Carnegie has been enshrined in the International League Hall of Fame, the Greater Buffalo Sports Hall of Fame and the Buffalo Baseball Hall of Fame. He was an inaugural member of the International League Hall of Fame and the Buffalo Baseball Hall of Fame in 1942 and 1985 respectively. The number six Carnegie wore while he was a member of the Buffalo Bisons was retired by the team. Carnegie is the Buffalo Bisons all-time leader in home runs (285), runs batted in (1,044), games played (1,273) and hits (1,362). He is also tied for first all-time on the Bisons in doubles (249). Carnegie led the Bisons in home runs and runs batted in seven times.

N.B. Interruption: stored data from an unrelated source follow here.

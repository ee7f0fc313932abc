//! Quick summary entry: free text in, partial patient out.

use crate::constants::{PENDING_ANALYSIS_DIAGNOSIS, QUICK_ENTRY_DEFAULT_NAME, UNKNOWN_AGE};
use crate::error::ValidationError;
use crate::intake::PartialPatient;
use crate::patient::{IntakeSource, PatientDraft};
use trialos_types::{NonEmptyText, TextError};

/// The sample summary offered next to the quick-entry box.
pub const EXAMPLE_SUMMARY: &str = "A 32 yo woman who presents following a severe 'exploding' \
headache. She and her husband report that yesterday she was in the kitchen and stood up and hit \
her head on the corner of a cabinet. The next morning she developed a sudden 'exploding' \
headache. She came to the hospital where head CT showed a significant amount of blood in her \
right ventricle. NSGY evaluated her for spontaneous intraventricular hemorrhage with a concern \
for an underlying vascular malformation. Cerebral angiogram was done which showed abnormal \
vasculature with a draining vein from L temporal lobe penetrating deep white matter consistent \
with AVM. The patient did continue to have a headaches but they were improving with pain \
medication. The patient refused PT evaluation but was ambulating independently without \
difficulty.";

/// Checks that the summary holds at least `min_chars` characters after trimming.
pub fn validate_summary(text: &str, min_chars: usize) -> Result<NonEmptyText, ValidationError> {
    NonEmptyText::with_min_chars(text, min_chars).map_err(|err| match err {
        TextError::Empty => ValidationError::TextTooShort {
            min: min_chars,
            actual: 0,
        },
        TextError::TooShort { min, actual } => ValidationError::TextTooShort { min, actual },
    })
}

/// Completes whatever the text extractor recovered with the quick-entry sentinels.
pub fn draft_from_partial(partial: PartialPatient) -> PatientDraft {
    PatientDraft::new(
        partial
            .name
            .unwrap_or_else(|| QUICK_ENTRY_DEFAULT_NAME.to_string()),
        partial.age.unwrap_or(UNKNOWN_AGE),
        partial
            .diagnosis
            .unwrap_or_else(|| PENDING_ANALYSIS_DIAGNOSIS.to_string()),
        IntakeSource::QuickEntry,
    )
    .with_sex(partial.sex.unwrap_or_default())
}

#[cfg(test)]
mod tests {
    use super::*;

    #[test]
    fn test_short_summary_is_rejected() {
        assert_eq!(
            validate_summary("  too short  ", 20),
            Err(ValidationError::TextTooShort { min: 20, actual: 9 })
        );
        assert_eq!(
            validate_summary("", 20),
            Err(ValidationError::TextTooShort { min: 20, actual: 0 })
        );
    }

    #[test]
    fn test_example_summary_is_accepted() {
        let summary = validate_summary(EXAMPLE_SUMMARY, 20).unwrap();
        assert!(summary.as_str().starts_with("A 32 yo woman"));
    }

    #[test]
    fn test_empty_partial_gets_sentinels() {
        let draft = draft_from_partial(PartialPatient::default());
        assert_eq!(draft.name, "New Patient");
        assert_eq!(draft.age, 0);
        assert_eq!(draft.diagnosis, "Unknown - Pending Analysis");
        assert_eq!(draft.sex, "Unknown");
        assert_eq!(draft.source, IntakeSource::QuickEntry);
    }

    #[test]
    fn test_partial_values_are_kept() {
        let draft = draft_from_partial(PartialPatient {
            name: None,
            age: Some(32),
            sex: Some("Female".into()),
            diagnosis: Some("AVM".into()),
        });
        assert_eq!(draft.name, "New Patient");
        assert_eq!(draft.age, 32);
        assert_eq!(draft.diagnosis, "AVM");
        assert_eq!(draft.sex, "Female");
    }
}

During his tenure in the Allegheny County semi-professional baseball league, local papers described Carnegie as the "sandlot Babe Ruth" and nicknamed him the "Bambino". In Close Shave: The Life and Times of Baseball's Sal Maglie, author James Szalontai compared Carnegie to Ted Williams. Carnegie never played in Major League Baseball. Carnegie did; however, spark some major league team's interest, but was eventually written off as too old since he did not start playing professional baseball regularly until he was 32 years old. The duo of Carnegie and Bisons teammate Ollie Tucker were known as "The Italian Connection" and "The Home Run Twins". The Pittsburgh Press described Carnegie as "one of Western Pennsylvania's greatest batters".

===Accomplishments and awards===

- International League and Buffalo Bisons all-time leader in home runs (258)
- International League and Buffalo Bisons all-time leader in runs batted in (1,044)
- Buffalo Bisons all-time leader in doubles (249)
- Buffalo Bisons all-time leader in games played (1,273)
- Buffalo Bisons all-time leader in hits (1,362)
- Buffalo Bisons single-season leader in home runs (45)
- 1931 New York–Penn League leader in slugging percentage (.659)
- Member of the 1933 Governors' Cup champion Buffalo Bisons
- Member of the 1936 International League Pennant winning Buffalo Bisons
- 1938 International League leader in home runs (45)
- 1939 International League leader in runs batted in (136)
- 1938 International League Most Valuable Player
- 1939 International League leader in home runs (29)
- 1942 International League Hall of Fame inductee
- 1985 Buffalo Baseball Hall of Fame inductee
- 1992 Buffalo Sports Hall of Fame inductee
- Buffalo Bisons #6 retired

==Personal==
Carnegie resided in Hays, a district in Pittsburgh, Pennsylvania. Carnegie was from Italian American ancestry. Carnegie married Anna Polasko of Braddock, Pennsylvania and with her, he fathered two children; Ollie Carnegie, Jr. and Elaine Carnegie. During the off-seasons, Carnegie hunted and fished. Also during the off-season, Carnegie worked in a steel mill and received the nickname the "Iron Man". During the 1941 off-season, the Pittsburgh Post-Gazette interviewed Carnegie about his winter job at Republic Steel patrolling the plant equipped with a Colt Single Action Army. Carnegie told the newspaper, "this is the kind of a job a player should have in the off-season—lots of walking".